One has to factor in the impact of the 125 basis points (bps) repo rate cuts, which have affected the entire banking sector. Interest earnings take time to adjust due to the slow transmission of interest rates on deposits. If you look at the sequential performance, from the second quarter (Q2) to Q3, operating profit and margins have improved. The Y-o-Y numbers reflect the impact of the rate cuts. Importantly, the impact has been lower on J&K Bank compared to many other banks, including public sector banks (PSBs).
Asset quality has improved, but NPAs in the real estate segment are still high at around 20 per cent. What explains this?
The real estate NPAs are legacy accounts, largely dating back to 2014-15. There has been no fresh NPA addition in the real estate segment in recent years. The percentage appears high because the real estate loan book is relatively small. Most of these accounts are under tribunal proceedings, and we are seeing regular recoveries, which is why the NPA ratio is steadily coming down.
Tourism has been impacted due to recent incidents and low snowfall. Has this affected the bank’s business?
Tourism has been impacted, but the effect has been mitigated through a rehabilitation package approved by the Reserve Bank of India (RBI).

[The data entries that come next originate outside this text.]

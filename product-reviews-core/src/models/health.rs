//! Health check result type.

use serde::{Deserialize, Serialize};

/// Outcome of health-checking a provider against one URL.
#[derive(Debug, Clone, PartialEq, Serialize, Deserialize)]
pub struct HealthCheckResult {
    /// Whether the provider fetched and validated reviews successfully.
    pub is_healthy: bool,
    /// Human-readable outcome description.
    pub message: String,
    /// The URL that was tested (empty when no URL was involved).
    #[serde(default)]
    pub url: String,
    /// Number of reviews fetched during the check.
    #[serde(default)]
    pub reviews_count: usize,
}

impl HealthCheckResult {
    /// Creates a healthy result.
    pub fn healthy(url: impl Into<String>, reviews_count: usize) -> Self {
        Self {
            is_healthy: true,
            message: "Successfully fetched reviews".to_string(),
            url: url.into(),
            reviews_count,
        }
    }

    /// Creates an unhealthy result.
    pub fn unhealthy(message: impl Into<String>, url: impl Into<String>) -> Self {
        Self {
            is_healthy: false,
            message: message.into(),
            url: url.into(),
            reviews_count: 0,
        }
    }
}
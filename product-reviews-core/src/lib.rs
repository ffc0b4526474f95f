// Lint configuration for this crate
#![warn(missing_docs)]
#![warn(clippy::all)]
#![warn(clippy::pedantic)]
#![allow(clippy::module_name_repetitions)]
#![allow(clippy::must_use_candidate)]

//! # Product Reviews Core
//!
//! Core types, models, and traits for the product-reviews system.
//!
//! This crate provides the foundational abstractions used across all other
//! product-reviews crates, including:
//!
//! - Domain models (reviews, fetch results, health checks)
//! - Error types
//! - The provider trait
//! - Anchored URL patterns used for dispatch
//!
//! ## Key Types
//!
//! - [`Review`] - A single customer review (rating, text, timestamp)
//! - [`ReviewList`] - What a provider returns from one fetch
//! - [`ProviderReviewList`] - A fetch result tagged with the provider name
//! - [`HealthCheckResult`] - Outcome of a provider health check
//! - [`ReviewsProvider`] - Contract every provider implementation satisfies
//! - [`UrlPattern`] - Anchored regex used to route URLs to providers
//! - [`CoreError`] - Error taxonomy shared across the workspace

pub mod error;
pub mod models;
pub mod pattern;
pub mod traits;

// Re-export error types
pub use error::CoreError;

// Re-export all model types
pub use models::{HealthCheckResult, ProviderReviewList, Review, ReviewList};

// Re-export the URL pattern
pub use pattern::UrlPattern;

// Re-export traits
pub use traits::ReviewsProvider;
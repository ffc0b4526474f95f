//! Domain models for product-reviews.
//!
//! ## Submodules
//!
//! - [`review`] - Review value types (`Review`, `ReviewList`, `ProviderReviewList`)
//! - [`health`] - Health check outcomes (`HealthCheckResult`)

mod health;
mod review;

// Re-export everything at the models level
pub use health::HealthCheckResult;
pub use review::{ProviderReviewList, Review, ReviewList};
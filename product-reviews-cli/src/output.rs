//! Output formatting for CLI commands.

use anyhow::Result;
use product_reviews_core::{HealthCheckResult, ProviderReviewList};
use product_reviews_providers::ProviderDescriptor;

use crate::OutputFormat;

/// Serializes any JSON-encodable value per the global format flags.
fn to_json<T: serde::Serialize>(value: &T, pretty: bool) -> Result<String> {
    let out = if pretty {
        serde_json::to_string_pretty(value)?
    } else {
        serde_json::to_string(value)?
    };
    Ok(out)
}

/// Prints a fetch result.
pub fn print_reviews(
    result: &ProviderReviewList,
    format: OutputFormat,
    pretty: bool,
) -> Result<()> {
    match format {
        OutputFormat::Json => println!("{}", to_json(result, pretty)?),
        OutputFormat::Text => {
            println!("{} reviews from {}", result.count(), result.provider);
            println!("{}", "─".repeat(60));
            for review in &result.reviews {
                println!(
                    "[{:.1}] {}  {}",
                    review.rating,
                    review.created_at.format("%Y-%m-%d"),
                    review.summary.as_deref().or(review.text.as_deref()).unwrap_or("")
                );
            }
        }
    }
    Ok(())
}

/// Prints the provider listing.
pub fn print_providers(
    descriptors: &[ProviderDescriptor],
    format: OutputFormat,
    pretty: bool,
) -> Result<()> {
    match format {
        OutputFormat::Json => {
            let entries: Vec<_> = descriptors
                .iter()
                .map(|d| {
                    serde_json::json!({
                        "name": d.name,
                        "description": d.description,
                        "url_pattern": d.url_pattern.as_str(),
                        "source": d.source,
                    })
                })
                .collect();
            println!("{}", to_json(&entries, pretty)?);
        }
        OutputFormat::Text => {
            for d in descriptors {
                println!("{:<12} [{}] {}", d.name, d.source, d.description);
                println!("{:<12} pattern: {}", "", d.url_pattern.as_str());
            }
            println!();
            println!("Total: {} providers", descriptors.len());
        }
    }
    Ok(())
}

/// Prints health-check outcomes grouped by provider.
pub fn print_health(
    results: &[(String, Vec<HealthCheckResult>)],
    format: OutputFormat,
    pretty: bool,
) -> Result<()> {
    match format {
        OutputFormat::Json => {
            let entries: Vec<_> = results
                .iter()
                .map(|(name, checks)| serde_json::json!({ "provider": name, "results": checks }))
                .collect();
            println!("{}", to_json(&entries, pretty)?);
        }
        OutputFormat::Text => {
            for (name, checks) in results {
                println!("{name}:");
                for check in checks {
                    let mark = if check.is_healthy { "ok " } else { "FAIL" };
                    if check.url.is_empty() {
                        println!("  {mark} {}", check.message);
                    } else {
                        println!("  {mark} {} ({})", check.url, check.message);
                    }
                }
            }
        }
    }
    Ok(())
}
// Lint configuration for this crate
#![warn(missing_docs)]
#![warn(clippy::all)]
#![warn(clippy::pedantic)]
#![allow(clippy::module_name_repetitions)]
#![allow(clippy::must_use_candidate)]

//! # Product Reviews Fetch
//!
//! Blocking HTTP plumbing for the product-reviews system.
//!
//! Providers that fetch over the network go through this crate so the
//! transport can be swapped out in tests:
//!
//! - [`HttpTransport`] - trait for performing one GET per call
//! - [`ReqwestTransport`] - the real transport (blocking reqwest)
//! - [`HttpClient`] - thin wrapper with JSON helpers
//! - [`ReplayTransport`] / [`Recorder`] - deterministic record/replay of
//!   HTTP interactions for provider tests
//!
//! ## Example
//!
//! ```ignore
//! use std::sync::Arc;
//! use product_reviews_fetch::{HttpClient, ReplayTransport, RecordedInteraction};
//!
//! let transport = ReplayTransport::new(vec![RecordedInteraction {
//!     url: "https://shop.example/api/reviews".into(),
//!     status: 200,
//!     body: r#"{"items": []}"#.into(),
//! }]);
//! let client = HttpClient::with_transport(Arc::new(transport));
//! let document = client.get_json("https://shop.example/api/reviews")?;
//! ```

pub mod client;
pub mod error;
pub mod replay;
pub mod transport;

// Re-export key types at crate root
pub use client::HttpClient;
pub use error::HttpError;
pub use replay::{RecordedInteraction, Recorder, ReplayTransport};
pub use transport::{HttpResponse, HttpTransport, ReqwestTransport};
// Lint configuration for this crate
#![warn(clippy::all)]
#![warn(clippy::pedantic)]
#![allow(clippy::module_name_repetitions)]
#![allow(clippy::must_use_candidate)]

//! product-reviews CLI - fetch and normalize customer product reviews.
//!
//! # Examples
//!
//! ```bash
//! # Fetch reviews for a URL
//! product-reviews scrape https://example.com/reviews/product-1
//!
//! # JSON output
//! product-reviews scrape --format json --pretty jsonfs:///tmp/reviews.json
//!
//! # List providers (built-in + plugins + extensions)
//! product-reviews providers
//!
//! # Health-check every provider with test URLs
//! product-reviews check
//!
//! # Load extra providers from a plugins directory
//! product-reviews --plugins-dir ./plugins providers
//! ```

mod commands;
mod output;

use std::path::PathBuf;

use anyhow::Result;
use clap::{Parser, Subcommand, ValueEnum};
use product_reviews_providers::{Registry, RegistryConfig, ReviewsService};
use tracing_subscriber::EnvFilter;

use commands::{check, providers, scrape};

/// Environment variable naming the plugins directory.
///
/// Resolution order: `--plugins-dir` flag, then this variable, then no
/// filesystem discovery at all. Read only here, at the outermost entry
/// point; the registry itself never touches the environment.
const PLUGINS_DIR_ENV: &str = "PRODUCT_REVIEWS_PLUGINS_DIR";

// ============================================================================
// CLI Definition
// ============================================================================

/// product-reviews CLI - customer review fetching and normalization.
#[derive(Parser)]
#[command(name = "product-reviews")]
#[command(about = "Fetch and normalize customer product reviews")]
#[command(long_about = r"
product-reviews routes a URL to the provider that knows how to fetch and
parse its reviews.

Built-in providers:
  • dummy   - fixed reviews for testing (https://example.com/reviews/...)
  • jsonfs  - reviews from a local JSON file (jsonfs://<filepath>)

More providers come from TOML plugin files in the plugins directory and
from extension entries registered by an embedding application.

Examples:
  product-reviews scrape https://example.com/reviews/product-1
  product-reviews providers
  product-reviews check --provider dummy
")]
#[command(version)]
pub struct Cli {
    /// Subcommand to run.
    #[command(subcommand)]
    pub command: Commands,

    /// Output format (text or json).
    #[arg(long, short = 'f', default_value = "text", global = true)]
    pub format: OutputFormat,

    /// Pretty-print JSON output.
    #[arg(long, global = true)]
    pub pretty: bool,

    /// Directory to scan for plugin definition files.
    #[arg(long, global = true)]
    pub plugins_dir: Option<PathBuf>,

    /// Verbose output (show debug logs).
    #[arg(long, short, global = true)]
    pub verbose: bool,
}

/// CLI commands.
#[derive(Subcommand)]
pub enum Commands {
    /// Fetch and print the reviews behind a URL.
    #[command(visible_alias = "s")]
    Scrape(scrape::ScrapeArgs),

    /// List available providers.
    #[command(visible_alias = "p")]
    Providers,

    /// Health-check providers against their test URLs.
    #[command(visible_alias = "c")]
    Check(check::CheckArgs),
}

/// Output format for command results.
#[derive(Debug, Clone, Copy, PartialEq, Eq, ValueEnum)]
pub enum OutputFormat {
    /// Human-readable text.
    Text,
    /// Machine-readable JSON.
    Json,
}

// ============================================================================
// Entry Point
// ============================================================================

fn main() -> Result<()> {
    let cli = Cli::parse();

    let filter = if cli.verbose {
        EnvFilter::new("debug")
    } else {
        EnvFilter::try_from_default_env().unwrap_or_else(|_| EnvFilter::new("warn"))
    };
    tracing_subscriber::fmt()
        .with_env_filter(filter)
        .with_writer(std::io::stderr)
        .init();

    let plugins_dir = cli
        .plugins_dir
        .clone()
        .or_else(|| std::env::var_os(PLUGINS_DIR_ENV).map(PathBuf::from));

    let config = match plugins_dir {
        Some(dir) => RegistryConfig::new().with_plugins_dir(dir),
        None => RegistryConfig::new(),
    };
    let service = ReviewsService::new(Registry::new(config));

    match &cli.command {
        Commands::Scrape(args) => scrape::run(&cli, args, &service),
        Commands::Providers => providers::run(&cli, &service),
        Commands::Check(args) => check::run(&cli, args, &service),
    }
}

Jammu & Kashmir has always demonstrated strong economic resilience. The impact of such events here is often less severe than it would be elsewhere, due to the adaptability of local businesses and people.
How is the bank managing regional disruptions to sustain growth?
J&K Bank now operates in 22 states across the country. Business growth is almost evenly split — about 50 per cent from Jammu & Kashmir and 50 per cent from the rest of India. This geographical diversification allows us to maintain momentum even during challenging periods in any one region.
The credit-deposit (CD) ratio has improved to 72.85 per cent. Where do you see it heading?
The CD ratio was in the mid-60s for quite some time, and it has now improved to over 72 per cent. We still have room to grow and could move towards 76-78 per cent, depending on the overall business environment.
Current account and savings account (Casa) ratio has declined. Is this a concern?
The decline in CASA is an industry-wide trend. Our CASA ratio stands at 44.10 per cent, which is significantly higher than the industry average of around 37 per cent. While CASA may not return to earlier levels, we benefit from a strong captive customer base in Jammu & Kashmir, and focused campaigns are underway to improve it.
What is the strategy for corporate loan?
Our loan portfolio is 65 per cent retail and 35 per cent corporate, and we intend to maintain this balance. We focus only on highly rated corporates to avoid building a stressed loan book.
What is your outlook for 2026-27 (FY27)?
The bank’s fundamentals have strengthened significantly. Asset quality has improved and the business pipeline is strong. Our target is to bring gross NPAs below 2 per cent over the next two years. Moreover, recovery has been very strong. We recovered around ₹150 crore from large accounts, in addition to recoveries from smaller accounts. Our FY26 recovery target of about ₹500 crore has already been achieved within nine months, enabling provision reversals.